Reginald Shepherd

April 10, 1963 – September 10, 2008 / New York City

You Also, Nightingale

Petrarch dreams of pebbles
on the tongue, he loves me
at a distance, black polished stone
skipping the lake that swallows

worn-down words, a kind of drown
and drench and quench and very kind
to what I would've said. Light marries
water and what else (unfit

for drinking purposes), light lavishes
my skin on intermittent sun. (I am weather
and unreasonable, out of all
season.
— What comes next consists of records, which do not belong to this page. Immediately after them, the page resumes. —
/// Write a tag value, or one element of an array tag. Returns whether the
/// write happened.
#[pyfunction]
#[pyo3(signature = (path, value, indices=None))]
fn write_tag(path: &str, value: &Bound<'_, PyAny>, indices: Option<Vec<usize>>) -> PyResult<bool> {
    let tag_path = TagPath::parse(path)
        .ok_or_else(|| StyleEngineError::TagNotFound(path.to_string()))?;
    let new_value = config::py_to_tag_value(value)?;
    let project = cached_project()?;
    let mut registry = project.write();
    let db_id = registry
        .find_db_id_by_name(&tag_path.db_name)
        .ok_or_else(|| StyleEngineError::DatabaseNotFound(tag_path.db_name.clone()))?
        .to_string();
    Ok(registry.set_tag_element_value(
        &db_id,
        &tag_path.tag_name,
        &indices.unwrap_or_default(),
        new_value,
    ))
}

/// Safely evaluate a boolean/arithmetic expression against tag values
///
/// Returns `(value, error)`. On success error is None, otherwise value is
/// None and error contains a message. Never raises on malformed
/// expressions, unknown variables or disallowed constructs.
#[pyfunction]
fn safe_eval(
    py: Python<'_>,
    expr: &str,
    variables: &Bound<'_, PyDict>,
) -> PyResult<(Py<PyAny>, Option<String>)> {
    let variables = config::deserialize_variables(variables)?;
    match crate::expr::safe_eval(expr, &variables) {
        (Some(value), None) => {
            let value = match value {
                crate::expr::Value::Bool(b) => config::json_to_py(py, &b.into())?,
                crate::expr::Value::Num(n) => config::json_to_py(py, &n.into())?,
                crate::expr::Value::Str(s) => config::json_to_py(py, &s.into())?,
            };
            Ok((value, None))
        }
        (_, error) => Ok((py.None(), error)),
    }
}

/// Validate a range trigger section, returning `(is_valid, error)`
#[pyfunction]
#[pyo3(signature = (operand1, operator, operand2=None, lower_bound=None, upper_bound=None, prefix="Range Trigger"))]
fn validate_range_section(
    operand1: Option<&Bound<'_, PyAny>>,
    operator: &str,
    operand2: Option<&Bound<'_, PyAny>>,
    lower_bound: Option<&Bound<'_, PyAny>>,
    upper_bound: Option<&Bound<'_, PyAny>>,
    prefix: &str,
) -> PyResult<(bool, Option<String>)> {
    let operator = match CompareOp::parse(operator) {
        Some(op) => op,
        None => {
            return Ok((false, Some(format!("Unsupported operator: {}", operator))));
        }
    };

    let operand1 = extract_optional_operand(operand1)?;
    let operand2 = extract_optional_operand(operand2)?;
    let lower_bound = extract_optional_operand(lower_bound)?;
    let upper_bound = extract_optional_operand(upper_bound)?;

    Ok(to_validation_tuple(trigger::validate_range_section(
        operand1.as_ref(),
        operator,
        operand2.as_ref(),
        lower_bound.as_ref(),
        upper_bound.as_ref(),
        prefix,
    )))
}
Petrarch loves my lies

of laurel leaves, ripped sprigs of
deciduous evergreen.) A creek is lying
in my cement-walled bed, slurring
through the center of small

town; the current's brown and
turbid (muddy, turbulent
with recent torrents), silt rushing
toward the reservoir. A Sonata

passes by too close (I have to jump)
and yes I do hear music here. It's blue, or
turquoise, aquamarine, some synonym
on wheels, note down that note. It's Petrarch

singing with his back to me (delivering
himself to voice), his fingers
filled with jonquil, daffodils, mistaken
narcissus. (I surprised him

between the pages of a book,
looked up the flowers I misnamed.)
Forsythia and magnolia bring me
spring, when he walks into the house

he has wings. Song is a temporary thing
(attempt), he wants to own his music.